--- MATERIAL SUPPLIED ---
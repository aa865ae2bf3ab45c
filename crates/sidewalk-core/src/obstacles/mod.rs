//! Scrolling hazards and the spawner that feeds them in from the right.

pub mod obstacle;
pub mod particle;

pub use obstacle::{Obstacle, ObstacleKind, ObstacleStats};
pub use particle::Debris;

use crate::config::ObstacleSpawnConfig;
use crate::core::{Rect, Rng};

/// Scroll direction above which the spawner runs.
const SPAWN_DIRECTION_THRESHOLD: f64 = 0.05;

/// Owns every live obstacle.
pub struct ObstacleManager {
    obstacles: Vec<Obstacle>,
    config: ObstacleSpawnConfig,
    spawn_cooldown: f64,
    rng: Rng,
}

impl ObstacleManager {
    pub fn new(config: ObstacleSpawnConfig, seed: u64) -> Self {
        Self {
            obstacles: Vec::new(),
            config,
            spawn_cooldown: 0.0,
            rng: Rng::new(seed),
        }
    }

    /// Replace the weighted kind table.
    pub fn with_spawn_table(mut self, weights: Vec<(ObstacleKind, f64)>) -> Self {
        self.config.weights = weights;
        self
    }

    pub fn config(&self) -> &ObstacleSpawnConfig {
        &self.config
    }

    /// Place the opening row of obstacles ahead of the player.
    pub fn spawn_initial(&mut self, ground_y: f64) {
        for i in 0..self.config.initial_count {
            let x = self.config.initial_offset + i as f64 * self.config.initial_spacing;
            let kind = self
                .rng
                .pick_weighted(&self.config.weights)
                .unwrap_or(ObstacleKind::Block);
            self.spawn(kind, x, ground_y);
        }
    }

    /// Advance all obstacles, drop finished ones, and maybe spawn.
    ///
    /// `scroll_dx` is the distance the camera moved this frame.
    pub fn update(
        &mut self,
        dt: f64,
        scroll_dx: f64,
        direction: f64,
        viewport_width: f64,
        ground_y: f64,
    ) {
        // Forward spawns land up to spawn_distance + max_spacing ahead and
        // must survive until they scroll into view.
        let right_limit = viewport_width + self.config.spawn_distance + self.config.max_spacing;
        for obstacle in &mut self.obstacles {
            obstacle.update(dt, scroll_dx, right_limit);
        }
        self.obstacles.retain(|o| o.active && !o.scrolled);

        if self.spawn_cooldown > 0.0 {
            self.spawn_cooldown -= dt;
        }
        if direction.abs() > SPAWN_DIRECTION_THRESHOLD && self.spawn_cooldown <= 0.0 {
            self.check_spawn(direction, viewport_width, ground_y);
            self.spawn_cooldown = self.config.check_interval;
        }
    }

    /// Only forward motion spawns: obstacles appear ahead, never behind.
    fn check_spawn(&mut self, direction: f64, viewport_width: f64, ground_y: f64) -> Option<usize> {
        if direction <= SPAWN_DIRECTION_THRESHOLD {
            return None;
        }
        let reference = self
            .obstacles
            .iter()
            .filter(|o| o.is_solid())
            .map(|o| o.pos.x)
            .fold(None, |acc: Option<f64>, x| Some(acc.map_or(x, |m| m.max(x))))
            .unwrap_or(viewport_width / 2.0);

        if reference < viewport_width + self.config.spawn_distance {
            self.try_spawn(reference, ground_y)
        } else {
            None
        }
    }

    /// Roll the spawn chance and place one obstacle past `reference_x`.
    pub fn try_spawn(&mut self, reference_x: f64, ground_y: f64) -> Option<usize> {
        if !self.rng.chance(self.config.spawn_chance) {
            return None;
        }
        let spacing = self
            .rng
            .range(self.config.min_spacing, self.config.max_spacing);
        let kind = self.rng.pick_weighted(&self.config.weights)?;
        Some(self.spawn(kind, reference_x + spacing, ground_y))
    }

    /// Place an obstacle of `kind` at `x`, standing on the ground line.
    pub fn spawn(&mut self, kind: ObstacleKind, x: f64, ground_y: f64) -> usize {
        log::info!("spawned {:?} obstacle at x={:.0}", kind, x);
        self.obstacles.push(Obstacle::on_ground(kind, x, ground_y));
        self.obstacles.len() - 1
    }

    /// Move every obstacle vertically, e.g. after the ground line changes.
    pub fn shift_vertical(&mut self, dy: f64) {
        for obstacle in &mut self.obstacles {
            obstacle.pos.y += dy;
        }
    }

    /// Indices of solid obstacles whose hitbox overlaps `rect`.
    pub fn check_player_collisions(&self, rect: &Rect) -> Vec<usize> {
        self.obstacles
            .iter()
            .enumerate()
            .filter(|(_, o)| o.is_solid() && o.rect().overlaps(rect))
            .map(|(i, _)| i)
            .collect()
    }

    /// Start destroying the obstacle at `index`.
    pub fn destroy(&mut self, index: usize) -> bool {
        match self.obstacles.get_mut(index) {
            Some(obstacle) => obstacle.destroy(&mut self.rng),
            None => false,
        }
    }

    pub fn active_obstacles(&self) -> impl Iterator<Item = &Obstacle> {
        self.obstacles.iter().filter(|o| o.active && !o.scrolled)
    }

    /// Standable car roofs.
    pub fn platforms(&self) -> impl Iterator<Item = &Obstacle> {
        self.obstacles.iter().filter(|o| o.is_walkable_platform())
    }

    pub fn obstacles(&self) -> &[Obstacle] {
        &self.obstacles
    }

    pub fn get(&self, index: usize) -> Option<&Obstacle> {
        self.obstacles.get(index)
    }

    pub fn len(&self) -> usize {
        self.obstacles.len()
    }

    pub fn is_empty(&self) -> bool {
        self.obstacles.is_empty()
    }

    pub fn clear(&mut self) {
        self.obstacles.clear();
        self.spawn_cooldown = 0.0;
    }
}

--- PROBLEM DESCRIPTION ---
Would you copy the data exactly as shown above?

--- RESULT BELOW ---
repository aa865ae2bf3ab45c
filename crates/sidewalk-core/src/obstacles/mod.rs
//! Scrolling hazards and the spawner that feeds them in from the right.

pub mod obstacle;
pub mod particle;

pub use obstacle::{Obstacle, ObstacleKind, ObstacleStats};
pub use particle::Debris;

use crate::config::ObstacleSpawnConfig;
use crate::core::{Rect, Rng};

/// Scroll direction above which the spawner runs.
const SPAWN_DIRECTION_THRESHOLD: f64 = 0.05;

/// Owns every live obstacle.
pub struct ObstacleManager {
    obstacles: Vec<Obstacle>,
    config: ObstacleSpawnConfig,
    spawn_cooldown: f64,
    rng: Rng,
}

impl ObstacleManager {
    pub fn new(config: ObstacleSpawnConfig, seed: u64) -> Self {
        Self {
            obstacles: Vec::new(),
            config,
            spawn_cooldown: 0.0,
            rng: Rng::new(seed),
        }
    }

    /// Replace the weighted kind table.
    pub fn with_spawn_table(mut self, weights: Vec<(ObstacleKind, f64)>) -> Self {
        self.config.weights = weights;
        self
    }

    pub fn config(&self) -> &ObstacleSpawnConfig {
        &self.config
    }

    /// Place the opening row of obstacles ahead of the player.
    pub fn spawn_initial(&mut self, ground_y: f64) {
        for i in 0..self.config.initial_count {
            let x = self.config.initial_offset + i as f64 * self.config.initial_spacing;
            let kind = self
                .rng
                .pick_weighted(&self.config.weights)
                .unwrap_or(ObstacleKind::Block);
            self.spawn(kind, x, ground_y);
        }
    }

    /// Advance all obstacles, drop finished ones, and maybe spawn.
    ///
    /// `scroll_dx` is the distance the camera moved this frame.
    pub fn update(
        &mut self,
        dt: f64,
        scroll_dx: f64,
        direction: f64,
        viewport_width: f64,
        ground_y: f64,
    ) {
        // Forward spawns land up to spawn_distance + max_spacing ahead and
        // must survive until they scroll into view.
        let right_limit = viewport_width + self.config.spawn_distance + self.config.max_spacing;
        for obstacle in &mut self.obstacles {
            obstacle.update(dt, scroll_dx, right_limit);
        }
        self.obstacles.retain(|o| o.active && !o.scrolled);

        if self.spawn_cooldown > 0.0 {
            self.spawn_cooldown -= dt;
        }
        if direction.abs() > SPAWN_DIRECTION_THRESHOLD && self.spawn_cooldown <= 0.0 {
            self.check_spawn(direction, viewport_width, ground_y);
            self.spawn_cooldown = self.config.check_interval;
        }
    }

    /// Only forward motion spawns: obstacles appear ahead, never behind.
    fn check_spawn(&mut self, direction: f64, viewport_width: f64, ground_y: f64) -> Option<usize> {
        if direction <= SPAWN_DIRECTION_THRESHOLD {
            return None;
        }
        let reference = self
            .obstacles
            .iter()
            .filter(|o| o.is_solid())
            .map(|o| o.pos.x)
            .fold(None, |acc: Option<f64>, x| Some(acc.map_or(x, |m| m.max(x))))
            .unwrap_or(viewport_width / 2.0);

        if reference < viewport_width + self.config.spawn_distance {
            self.try_spawn(reference, ground_y)
        } else {
            None
        }
    }

    /// Roll the spawn chance and place one obstacle past `reference_x`.
    pub fn try_spawn(&mut self, reference_x: f64, ground_y: f64) -> Option<usize> {
        if !self.rng.chance(self.config.spawn_chance) {
            return None;
        }
        let spacing = self
            .rng
            .range(self.config.min_spacing, self.config.max_spacing);
        let kind = self.rng.pick_weighted(&self.config.weights)?;
        Some(self.spawn(kind, reference_x + spacing, ground_y))
    }

    /// Place an obstacle of `kind` at `x`, standing on the ground line.
    pub fn spawn(&mut self, kind: ObstacleKind, x: f64, ground_y: f64) -> usize {
        log::info!("spawned {:?} obstacle at x={:.0}", kind, x);
        self.obstacles.push(Obstacle::on_ground(kind, x, ground_y));
        self.obstacles.len() - 1
    }

    /// Move every obstacle vertically, e.g. after the ground line changes.
    pub fn shift_vertical(&mut self, dy: f64) {
        for obstacle in &mut self.obstacles {
            obstacle.pos.y += dy;
        }
    }

    /// Indices of solid obstacles whose hitbox overlaps `rect`.
    pub fn check_player_collisions(&self, rect: &Rect) -> Vec<usize> {
        self.obstacles
            .iter()
            .enumerate()
            .filter(|(_, o)| o.is_solid() && o.rect().overlaps(rect))
            .map(|(i, _)| i)
            .collect()
    }

    /// Start destroying the obstacle at `index`.
    pub fn destroy(&mut self, index: usize) -> bool {
        match self.obstacles.get_mut(index) {
            Some(obstacle) => obstacle.destroy(&mut self.rng),
            None => false,
        }
    }

    pub fn active_obstacles(&self) -> impl Iterator<Item = &Obstacle> {
        self.obstacles.iter().filter(|o| o.active && !o.scrolled)
    }

    /// Standable car roofs.
    pub fn platforms(&self) -> impl Iterator<Item = &Obstacle> {
        self.obstacles.iter().filter(|o| o.is_walkable_platform())
    }

    pub fn obstacles(&self) -> &[Obstacle] {
        &self.obstacles
    }

    pub fn get(&self, index: usize) -> Option<&Obstacle> {
        self.obstacles.get(index)
    }

    pub fn len(&self) -> usize {
        self.obstacles.len()
    }

    pub fn is_empty(&self) -> bool {
        self.obstacles.is_empty()
    }

    pub fn clear(&mut self) {
        self.obstacles.clear();
        self.spawn_cooldown = 0.0;
    }
}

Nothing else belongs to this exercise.